The task: For the material below, return exactly the lines starting at the one holding "uniqueness violation or" and ending at the one holding "resource, in a stable order.", counting both as part of the range.

- Opening Delimiter -

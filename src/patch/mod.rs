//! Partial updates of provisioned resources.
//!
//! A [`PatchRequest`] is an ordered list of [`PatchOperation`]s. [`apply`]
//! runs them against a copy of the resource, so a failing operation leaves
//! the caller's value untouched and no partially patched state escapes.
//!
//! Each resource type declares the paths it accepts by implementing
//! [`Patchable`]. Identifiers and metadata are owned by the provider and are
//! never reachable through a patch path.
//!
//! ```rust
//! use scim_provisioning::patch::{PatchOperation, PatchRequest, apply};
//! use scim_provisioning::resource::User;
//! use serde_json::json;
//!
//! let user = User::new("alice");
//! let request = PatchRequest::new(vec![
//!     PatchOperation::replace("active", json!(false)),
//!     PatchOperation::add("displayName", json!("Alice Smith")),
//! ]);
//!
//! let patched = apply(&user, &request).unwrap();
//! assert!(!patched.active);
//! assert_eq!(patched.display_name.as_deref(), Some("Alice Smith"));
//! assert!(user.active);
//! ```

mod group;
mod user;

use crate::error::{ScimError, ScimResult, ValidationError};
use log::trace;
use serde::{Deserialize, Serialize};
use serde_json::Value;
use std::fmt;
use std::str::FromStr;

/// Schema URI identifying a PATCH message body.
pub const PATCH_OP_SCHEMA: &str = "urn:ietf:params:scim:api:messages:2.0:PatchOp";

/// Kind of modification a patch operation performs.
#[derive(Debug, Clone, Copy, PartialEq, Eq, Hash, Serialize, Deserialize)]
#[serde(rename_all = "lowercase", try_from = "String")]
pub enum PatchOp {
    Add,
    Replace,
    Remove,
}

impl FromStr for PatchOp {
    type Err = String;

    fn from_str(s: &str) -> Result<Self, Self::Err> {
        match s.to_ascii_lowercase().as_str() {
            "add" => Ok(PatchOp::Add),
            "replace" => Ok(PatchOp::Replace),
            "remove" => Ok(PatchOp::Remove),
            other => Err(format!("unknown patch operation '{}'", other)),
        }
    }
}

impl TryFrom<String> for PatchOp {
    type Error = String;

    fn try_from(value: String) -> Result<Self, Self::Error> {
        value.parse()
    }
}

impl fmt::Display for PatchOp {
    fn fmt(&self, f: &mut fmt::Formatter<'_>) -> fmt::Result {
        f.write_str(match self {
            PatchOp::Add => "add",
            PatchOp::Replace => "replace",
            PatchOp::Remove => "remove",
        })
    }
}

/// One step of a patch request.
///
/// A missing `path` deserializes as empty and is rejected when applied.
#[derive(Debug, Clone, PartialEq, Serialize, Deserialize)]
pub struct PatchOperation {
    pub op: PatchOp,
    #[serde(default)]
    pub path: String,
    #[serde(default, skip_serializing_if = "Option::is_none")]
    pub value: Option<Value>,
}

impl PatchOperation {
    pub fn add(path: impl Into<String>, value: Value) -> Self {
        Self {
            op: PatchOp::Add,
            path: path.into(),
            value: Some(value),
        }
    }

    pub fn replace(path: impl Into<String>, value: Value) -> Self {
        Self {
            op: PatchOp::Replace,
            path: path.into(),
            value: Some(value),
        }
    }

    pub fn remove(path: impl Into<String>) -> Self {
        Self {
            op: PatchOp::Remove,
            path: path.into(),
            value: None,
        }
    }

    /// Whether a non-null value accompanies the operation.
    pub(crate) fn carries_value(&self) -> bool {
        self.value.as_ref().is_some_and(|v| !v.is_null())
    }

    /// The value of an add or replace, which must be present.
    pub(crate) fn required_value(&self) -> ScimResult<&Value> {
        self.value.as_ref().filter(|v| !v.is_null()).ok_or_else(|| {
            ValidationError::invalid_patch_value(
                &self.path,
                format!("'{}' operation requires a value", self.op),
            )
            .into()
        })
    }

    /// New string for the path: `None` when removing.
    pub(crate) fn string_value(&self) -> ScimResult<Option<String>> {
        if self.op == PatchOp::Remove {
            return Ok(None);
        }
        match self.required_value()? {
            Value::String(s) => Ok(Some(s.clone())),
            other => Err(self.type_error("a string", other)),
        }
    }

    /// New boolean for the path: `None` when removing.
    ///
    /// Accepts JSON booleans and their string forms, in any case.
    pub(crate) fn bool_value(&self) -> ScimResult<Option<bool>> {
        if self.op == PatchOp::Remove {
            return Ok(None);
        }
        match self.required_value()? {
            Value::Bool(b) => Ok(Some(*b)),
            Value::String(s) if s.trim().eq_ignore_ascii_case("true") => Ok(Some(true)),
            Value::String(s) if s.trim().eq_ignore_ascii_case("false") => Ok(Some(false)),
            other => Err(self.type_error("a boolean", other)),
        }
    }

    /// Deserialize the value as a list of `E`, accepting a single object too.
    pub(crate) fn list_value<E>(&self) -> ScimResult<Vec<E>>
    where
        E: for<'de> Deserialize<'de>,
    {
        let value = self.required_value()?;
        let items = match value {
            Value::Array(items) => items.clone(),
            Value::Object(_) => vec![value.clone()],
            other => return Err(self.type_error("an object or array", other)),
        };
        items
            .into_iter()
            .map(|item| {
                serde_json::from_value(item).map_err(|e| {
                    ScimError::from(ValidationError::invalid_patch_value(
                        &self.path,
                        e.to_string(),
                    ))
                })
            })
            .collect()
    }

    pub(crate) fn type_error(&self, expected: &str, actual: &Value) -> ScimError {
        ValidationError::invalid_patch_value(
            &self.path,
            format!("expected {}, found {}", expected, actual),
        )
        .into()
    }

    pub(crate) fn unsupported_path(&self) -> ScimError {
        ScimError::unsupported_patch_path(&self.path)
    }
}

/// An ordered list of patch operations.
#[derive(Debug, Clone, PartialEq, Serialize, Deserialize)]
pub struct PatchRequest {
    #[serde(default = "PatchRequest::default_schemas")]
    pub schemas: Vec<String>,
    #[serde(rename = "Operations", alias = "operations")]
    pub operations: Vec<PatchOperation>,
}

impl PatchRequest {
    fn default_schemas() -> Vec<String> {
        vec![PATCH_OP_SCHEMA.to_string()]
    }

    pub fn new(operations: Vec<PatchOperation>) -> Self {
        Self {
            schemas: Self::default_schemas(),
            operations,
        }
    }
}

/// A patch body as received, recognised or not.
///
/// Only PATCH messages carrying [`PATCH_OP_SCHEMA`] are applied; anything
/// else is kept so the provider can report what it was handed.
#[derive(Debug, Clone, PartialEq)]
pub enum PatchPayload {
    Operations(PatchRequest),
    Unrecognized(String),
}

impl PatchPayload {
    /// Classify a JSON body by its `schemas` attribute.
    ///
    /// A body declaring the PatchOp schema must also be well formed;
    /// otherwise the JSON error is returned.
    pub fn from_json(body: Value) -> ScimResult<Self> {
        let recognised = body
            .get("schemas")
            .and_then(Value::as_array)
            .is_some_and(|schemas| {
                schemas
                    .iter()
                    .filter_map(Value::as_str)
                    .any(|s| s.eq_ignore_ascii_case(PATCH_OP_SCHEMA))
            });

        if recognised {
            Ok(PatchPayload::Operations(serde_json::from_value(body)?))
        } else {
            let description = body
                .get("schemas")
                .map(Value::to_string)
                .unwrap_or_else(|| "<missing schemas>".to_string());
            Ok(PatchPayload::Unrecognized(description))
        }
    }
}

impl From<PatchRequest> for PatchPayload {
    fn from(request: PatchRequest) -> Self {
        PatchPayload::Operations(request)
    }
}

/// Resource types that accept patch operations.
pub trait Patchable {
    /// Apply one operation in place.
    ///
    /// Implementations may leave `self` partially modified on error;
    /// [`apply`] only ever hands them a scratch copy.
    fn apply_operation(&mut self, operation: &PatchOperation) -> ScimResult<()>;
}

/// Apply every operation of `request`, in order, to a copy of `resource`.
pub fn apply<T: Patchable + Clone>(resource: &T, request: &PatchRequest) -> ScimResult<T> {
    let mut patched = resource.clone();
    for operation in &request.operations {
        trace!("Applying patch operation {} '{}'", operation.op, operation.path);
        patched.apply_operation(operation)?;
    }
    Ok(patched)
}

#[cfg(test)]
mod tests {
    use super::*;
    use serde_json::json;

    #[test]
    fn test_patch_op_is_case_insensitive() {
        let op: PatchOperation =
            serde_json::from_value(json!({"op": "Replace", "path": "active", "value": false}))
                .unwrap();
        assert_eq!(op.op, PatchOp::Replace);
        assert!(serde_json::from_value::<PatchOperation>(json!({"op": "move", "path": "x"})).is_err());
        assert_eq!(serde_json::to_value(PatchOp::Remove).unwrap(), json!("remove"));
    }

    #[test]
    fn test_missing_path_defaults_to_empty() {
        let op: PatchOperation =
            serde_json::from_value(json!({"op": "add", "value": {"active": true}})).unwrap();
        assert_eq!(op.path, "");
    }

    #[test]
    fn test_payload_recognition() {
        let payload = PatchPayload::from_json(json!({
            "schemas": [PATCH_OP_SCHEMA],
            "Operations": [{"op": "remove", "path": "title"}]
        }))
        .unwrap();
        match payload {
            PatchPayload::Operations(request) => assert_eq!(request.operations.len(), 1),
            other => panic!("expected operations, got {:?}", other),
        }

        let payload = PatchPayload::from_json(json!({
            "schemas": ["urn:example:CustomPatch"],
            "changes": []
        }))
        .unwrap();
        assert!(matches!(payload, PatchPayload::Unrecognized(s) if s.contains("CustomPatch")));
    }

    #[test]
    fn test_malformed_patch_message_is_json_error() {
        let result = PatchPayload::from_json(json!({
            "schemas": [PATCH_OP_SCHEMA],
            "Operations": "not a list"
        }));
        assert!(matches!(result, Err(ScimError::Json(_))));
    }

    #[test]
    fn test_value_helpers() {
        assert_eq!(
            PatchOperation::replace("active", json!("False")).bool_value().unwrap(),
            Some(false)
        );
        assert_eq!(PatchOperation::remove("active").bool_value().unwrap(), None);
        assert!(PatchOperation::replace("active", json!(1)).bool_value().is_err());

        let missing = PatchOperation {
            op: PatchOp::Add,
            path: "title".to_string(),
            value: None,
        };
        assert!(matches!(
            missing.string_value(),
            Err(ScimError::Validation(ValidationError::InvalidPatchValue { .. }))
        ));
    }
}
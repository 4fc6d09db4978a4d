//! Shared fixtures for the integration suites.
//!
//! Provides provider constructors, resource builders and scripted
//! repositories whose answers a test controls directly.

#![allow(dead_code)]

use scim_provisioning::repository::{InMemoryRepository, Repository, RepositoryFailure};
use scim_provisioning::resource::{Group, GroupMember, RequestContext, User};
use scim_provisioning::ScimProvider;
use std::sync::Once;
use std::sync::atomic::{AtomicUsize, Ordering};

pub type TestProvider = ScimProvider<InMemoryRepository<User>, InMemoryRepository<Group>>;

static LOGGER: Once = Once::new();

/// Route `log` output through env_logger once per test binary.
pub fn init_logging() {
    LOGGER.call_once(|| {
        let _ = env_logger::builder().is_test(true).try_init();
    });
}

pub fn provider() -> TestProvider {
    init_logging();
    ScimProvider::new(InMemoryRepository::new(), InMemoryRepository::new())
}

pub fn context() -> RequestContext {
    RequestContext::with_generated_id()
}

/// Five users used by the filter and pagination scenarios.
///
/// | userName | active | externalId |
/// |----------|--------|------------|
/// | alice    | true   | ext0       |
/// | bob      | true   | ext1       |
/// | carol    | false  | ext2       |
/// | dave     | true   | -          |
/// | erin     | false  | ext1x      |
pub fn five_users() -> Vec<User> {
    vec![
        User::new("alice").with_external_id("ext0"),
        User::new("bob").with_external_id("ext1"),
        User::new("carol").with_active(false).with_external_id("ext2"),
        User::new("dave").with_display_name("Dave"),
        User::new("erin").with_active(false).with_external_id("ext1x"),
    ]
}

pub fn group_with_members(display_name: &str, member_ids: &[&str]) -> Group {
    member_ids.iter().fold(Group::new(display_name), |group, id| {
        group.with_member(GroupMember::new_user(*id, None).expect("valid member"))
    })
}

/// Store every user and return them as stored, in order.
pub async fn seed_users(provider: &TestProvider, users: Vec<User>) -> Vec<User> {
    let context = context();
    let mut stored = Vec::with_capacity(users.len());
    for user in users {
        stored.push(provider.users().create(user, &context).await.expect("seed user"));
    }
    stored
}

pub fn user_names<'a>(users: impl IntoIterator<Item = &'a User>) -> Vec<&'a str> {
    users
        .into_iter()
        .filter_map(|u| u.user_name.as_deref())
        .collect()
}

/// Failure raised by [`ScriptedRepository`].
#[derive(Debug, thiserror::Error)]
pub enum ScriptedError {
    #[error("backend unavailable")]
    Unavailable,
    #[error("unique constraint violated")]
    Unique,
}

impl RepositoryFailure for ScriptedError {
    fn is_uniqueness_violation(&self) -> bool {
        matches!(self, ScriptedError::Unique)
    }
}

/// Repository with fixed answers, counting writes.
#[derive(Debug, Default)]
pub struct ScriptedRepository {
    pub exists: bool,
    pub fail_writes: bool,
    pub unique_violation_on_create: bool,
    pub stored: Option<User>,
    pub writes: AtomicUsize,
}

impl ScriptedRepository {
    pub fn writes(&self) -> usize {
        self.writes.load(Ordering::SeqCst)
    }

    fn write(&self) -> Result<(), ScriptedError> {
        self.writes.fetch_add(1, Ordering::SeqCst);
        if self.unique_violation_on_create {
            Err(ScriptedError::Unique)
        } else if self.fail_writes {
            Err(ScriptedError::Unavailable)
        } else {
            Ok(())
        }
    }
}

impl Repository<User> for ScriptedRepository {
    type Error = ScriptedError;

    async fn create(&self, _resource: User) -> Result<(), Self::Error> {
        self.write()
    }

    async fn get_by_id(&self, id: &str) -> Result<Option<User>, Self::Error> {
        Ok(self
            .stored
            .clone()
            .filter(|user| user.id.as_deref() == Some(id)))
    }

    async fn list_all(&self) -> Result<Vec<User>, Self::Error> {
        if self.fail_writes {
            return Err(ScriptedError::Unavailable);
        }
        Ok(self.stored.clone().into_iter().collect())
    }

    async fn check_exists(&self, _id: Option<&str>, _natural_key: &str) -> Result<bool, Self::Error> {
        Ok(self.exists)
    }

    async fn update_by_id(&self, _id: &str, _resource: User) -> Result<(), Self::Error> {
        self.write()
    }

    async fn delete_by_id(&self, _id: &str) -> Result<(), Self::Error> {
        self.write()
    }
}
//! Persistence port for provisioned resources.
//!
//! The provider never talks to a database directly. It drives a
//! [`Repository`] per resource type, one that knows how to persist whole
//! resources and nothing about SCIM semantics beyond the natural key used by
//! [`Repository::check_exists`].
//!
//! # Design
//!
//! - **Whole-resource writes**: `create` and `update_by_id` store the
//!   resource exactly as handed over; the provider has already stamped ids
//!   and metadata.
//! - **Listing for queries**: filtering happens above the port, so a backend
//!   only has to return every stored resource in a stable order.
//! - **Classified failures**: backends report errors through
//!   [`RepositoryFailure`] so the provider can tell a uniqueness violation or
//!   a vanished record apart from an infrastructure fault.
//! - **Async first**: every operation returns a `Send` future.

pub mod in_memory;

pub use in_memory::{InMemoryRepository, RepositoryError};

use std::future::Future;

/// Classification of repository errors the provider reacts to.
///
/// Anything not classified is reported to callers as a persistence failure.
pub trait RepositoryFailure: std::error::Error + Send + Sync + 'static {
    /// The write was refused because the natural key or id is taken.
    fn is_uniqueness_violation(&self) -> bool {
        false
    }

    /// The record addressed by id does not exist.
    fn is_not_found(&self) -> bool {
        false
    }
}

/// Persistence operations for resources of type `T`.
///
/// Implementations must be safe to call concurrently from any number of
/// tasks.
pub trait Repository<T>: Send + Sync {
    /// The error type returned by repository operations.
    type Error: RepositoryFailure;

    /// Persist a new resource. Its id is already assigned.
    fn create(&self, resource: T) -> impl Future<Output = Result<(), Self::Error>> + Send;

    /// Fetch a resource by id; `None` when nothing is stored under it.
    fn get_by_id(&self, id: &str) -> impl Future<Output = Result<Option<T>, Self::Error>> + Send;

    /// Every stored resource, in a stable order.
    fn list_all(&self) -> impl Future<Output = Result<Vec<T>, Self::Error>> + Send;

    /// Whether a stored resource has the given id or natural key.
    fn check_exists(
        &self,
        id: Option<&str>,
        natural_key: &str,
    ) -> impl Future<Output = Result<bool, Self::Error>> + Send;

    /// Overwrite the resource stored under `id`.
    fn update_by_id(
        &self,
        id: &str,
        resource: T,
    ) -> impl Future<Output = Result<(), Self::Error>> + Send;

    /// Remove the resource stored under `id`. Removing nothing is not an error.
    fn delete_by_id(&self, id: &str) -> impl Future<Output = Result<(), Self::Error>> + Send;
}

- Closing Delimiter -

Your response:
//!   [`RepositoryFailure`] so the provider can tell a uniqueness violation or
//!   a vanished record apart from an infrastructure fault.
//! - **Async first**: every operation returns a `Send` future.

pub mod in_memory;

pub use in_memory::{InMemoryRepository, RepositoryError};

use std::future::Future;

/// Classification of repository errors the provider reacts to.
///
/// Anything not classified is reported to callers as a persistence failure.
pub trait RepositoryFailure: std::error::Error + Send + Sync + 'static {
    /// The write was refused because the natural key or id is taken.
    fn is_uniqueness_violation(&self) -> bool {
        false
    }

    /// The record addressed by id does not exist.
    fn is_not_found(&self) -> bool {
        false
    }
}

/// Persistence operations for resources of type `T`.
///
/// Implementations must be safe to call concurrently from any number of
/// tasks.
pub trait Repository<T>: Send + Sync {
    /// The error type returned by repository operations.
    type Error: RepositoryFailure;

    /// Persist a new resource. Its id is already assigned.
    fn create(&self, resource: T) -> impl Future<Output = Result<(), Self::Error>> + Send;

    /// Fetch a resource by id; `None` when nothing is stored under it.
    fn get_by_id(&self, id: &str) -> impl Future<Output = Result<Option<T>, Self::Error>> + Send;

    /// Every stored resource, in a stable order.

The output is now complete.